Toronto. Can you imagine a media so insensitive and cameras so slow that a special technique was needed to show amateurs how they could take photos indoors at night. And worse, the resulting negatives and prints were black and white exposures!
In the mid 1930s Kodak published this free brochure to show amateurs how they could take indoor night time photos with any (Kodak) camera having a ‘time’ (T) shutter setting and at least an f/6.3 lens. All they needed were Mazda photoflood lights, or Mazda flash bulbs, and a Kodak reflector and Kodak “SS” Panchromatic film.
Kodak, like many photographic industry giants, earned their money from film and paper purchases more than from hardware. Cameras and accessories were offered so you would buy more Kodak film, paper, and chemistry. As the daytime amateur market reached capacity, new sources of revenue were investigated. One promising new revenue was from the promotion of indoor night time photographs.

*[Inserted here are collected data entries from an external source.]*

// SPDX-FileCopyrightText: 2025 Hyperpolymath
// SPDX-License-Identifier: PMPL-1.0-or-later

//! Contact submission model.
//!
//! A [`Submission`] only exists once the raw payload has passed
//! validation; the wire payload itself is handled as an untyped
//! `serde_json::Value` so that every violated rule can be reported.

use serde::{Deserialize, Serialize};
use std::collections::BTreeMap;
use std::fmt;
use std::str::FromStr;

/// Budget tier selected on the form.
#[derive(Debug, Clone, Copy, PartialEq, Eq, Hash, Serialize, Deserialize)]
#[serde(rename_all = "lowercase")]
pub enum Budget {
    Small,
    Medium,
    Large,
    Enterprise,
}

/// Urgency of the requested project.
#[derive(Debug, Clone, Copy, PartialEq, Eq, Hash, Serialize, Deserialize)]
#[serde(rename_all = "lowercase")]
pub enum Timeline {
    Urgent,
    Normal,
    Flexible,
}

impl Budget {
    pub const ALL: [Budget; 4] = [Budget::Small, Budget::Medium, Budget::Large, Budget::Enterprise];

    pub fn as_str(&self) -> &'static str {
        match self {
            Self::Small => "small",
            Self::Medium => "medium",
            Self::Large => "large",
            Self::Enterprise => "enterprise",
        }
    }
}

impl Timeline {
    pub const ALL: [Timeline; 3] = [Timeline::Urgent, Timeline::Normal, Timeline::Flexible];

    pub fn as_str(&self) -> &'static str {
        match self {
            Self::Urgent => "urgent",
            Self::Normal => "normal",
            Self::Flexible => "flexible",
        }
    }
}

impl FromStr for Budget {
    type Err = ();

    fn from_str(s: &str) -> Result<Self, Self::Err> {
        Self::ALL.into_iter().find(|b| b.as_str() == s).ok_or(())
    }
}

impl FromStr for Timeline {
    type Err = ();

    fn from_str(s: &str) -> Result<Self, Self::Err> {
        Self::ALL.into_iter().find(|t| t.as_str() == s).ok_or(())
    }
}

impl fmt::Display for Budget {
    fn fmt(&self, f: &mut fmt::Formatter<'_>) -> fmt::Result {
        f.write_str(self.as_str())
    }
}

impl fmt::Display for Timeline {
    fn fmt(&self, f: &mut fmt::Formatter<'_>) -> fmt::Result {
        f.write_str(self.as_str())
    }
}

/// A validated contact request.
#[derive(Debug, Clone, PartialEq, Eq, Serialize, Deserialize)]
pub struct Submission {
    pub name: String,
    pub email: String,
    #[serde(default, skip_serializing_if = "Option::is_none")]
    pub phone: Option<String>,
    pub project: String,
    pub budget: Budget,
    pub timeline: Timeline,
    #[serde(default, skip_serializing_if = "Option::is_none")]
    pub message: Option<String>,
}

impl Submission {
    /// Whether the sender left at least one way to reach them.
    pub fn has_contact_channel(&self) -> bool {
        !self.email.is_empty() || self.phone.as_deref().is_some_and(|p| !p.is_empty())
    }
}

/// Form fields, in the order they appear on the form.
#[derive(Debug, Clone, Copy, PartialEq, Eq, PartialOrd, Ord, Hash, Serialize)]
#[serde(rename_all = "lowercase")]
pub enum Field {
    Name,
    Email,
    Phone,
    Project,
    Budget,
    Timeline,
    Message,
}

impl Field {
    pub const ALL: [Field; 7] = [
        Field::Name,
        Field::Email,
        Field::Phone,
        Field::Project,
        Field::Budget,
        Field::Timeline,
        Field::Message,
    ];

    pub fn as_str(&self) -> &'static str {
        match self {
            Self::Name => "name",
            Self::Email => "email",
            Self::Phone => "phone",
            Self::Project => "project",
            Self::Budget => "budget",
            Self::Timeline => "timeline",
            Self::Message => "message",
        }
    }
}

impl FromStr for Field {
    type Err = ();

    fn from_str(s: &str) -> Result<Self, Self::Err> {
        Self::ALL.into_iter().find(|f| f.as_str() == s).ok_or(())
    }
}

impl fmt::Display for Field {
    fn fmt(&self, f: &mut fmt::Formatter<'_>) -> fmt::Result {
        f.write_str(self.as_str())
    }
}

/// Every violated rule, grouped by field.
#[derive(Debug, Clone, Default, PartialEq, Eq, Serialize)]
#[serde(transparent)]
pub struct FieldErrors(BTreeMap<Field, Vec<String>>);

impl FieldErrors {
    pub fn new() -> Self {
        Self::default()
    }

    pub fn push(&mut self, field: Field, message: impl Into<String>) {
        self.0.entry(field).or_default().push(message.into());
    }

    pub fn is_empty(&self) -> bool {
        self.0.is_empty()
    }

    pub fn contains(&self, field: Field) -> bool {
        self.0.contains_key(&field)
    }

    pub fn get(&self, field: Field) -> &[String] {
        self.0.get(&field).map(Vec::as_slice).unwrap_or(&[])
    }

    pub fn fields(&self) -> impl Iterator<Item = Field> + '_ {
        self.0.keys().copied()
    }

    /// All messages, flattened in form order.
    pub fn messages(&self) -> Vec<String> {
        self.0.values().flatten().cloned().collect()
    }

    /// First message per field, as rendered inline next to each input.
    pub fn first_per_field(&self) -> BTreeMap<Field, String> {
        self.0
            .iter()
            .filter_map(|(field, messages)| messages.first().map(|m| (*field, m.clone())))
            .collect()
    }
}

impl fmt::Display for FieldErrors {
    fn fmt(&self, f: &mut fmt::Formatter<'_>) -> fmt::Result {
        let fields: Vec<&str> = self.0.keys().map(Field::as_str).collect();
        write!(f, "invalid fields: {}", fields.join(", "))
    }
}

“High speed” film, and flood lights let you hand hold the camera, or with a hand held flash bulb holder and reflector, the camera could be placed on a nearby table, set to ‘T’ on the shutter, and the flash bulb triggered at just the right moment. The camera shutter was clicked to set it open, and then after the flash was triggered, clicked again to close. Easy-peasy in the years before smartphones!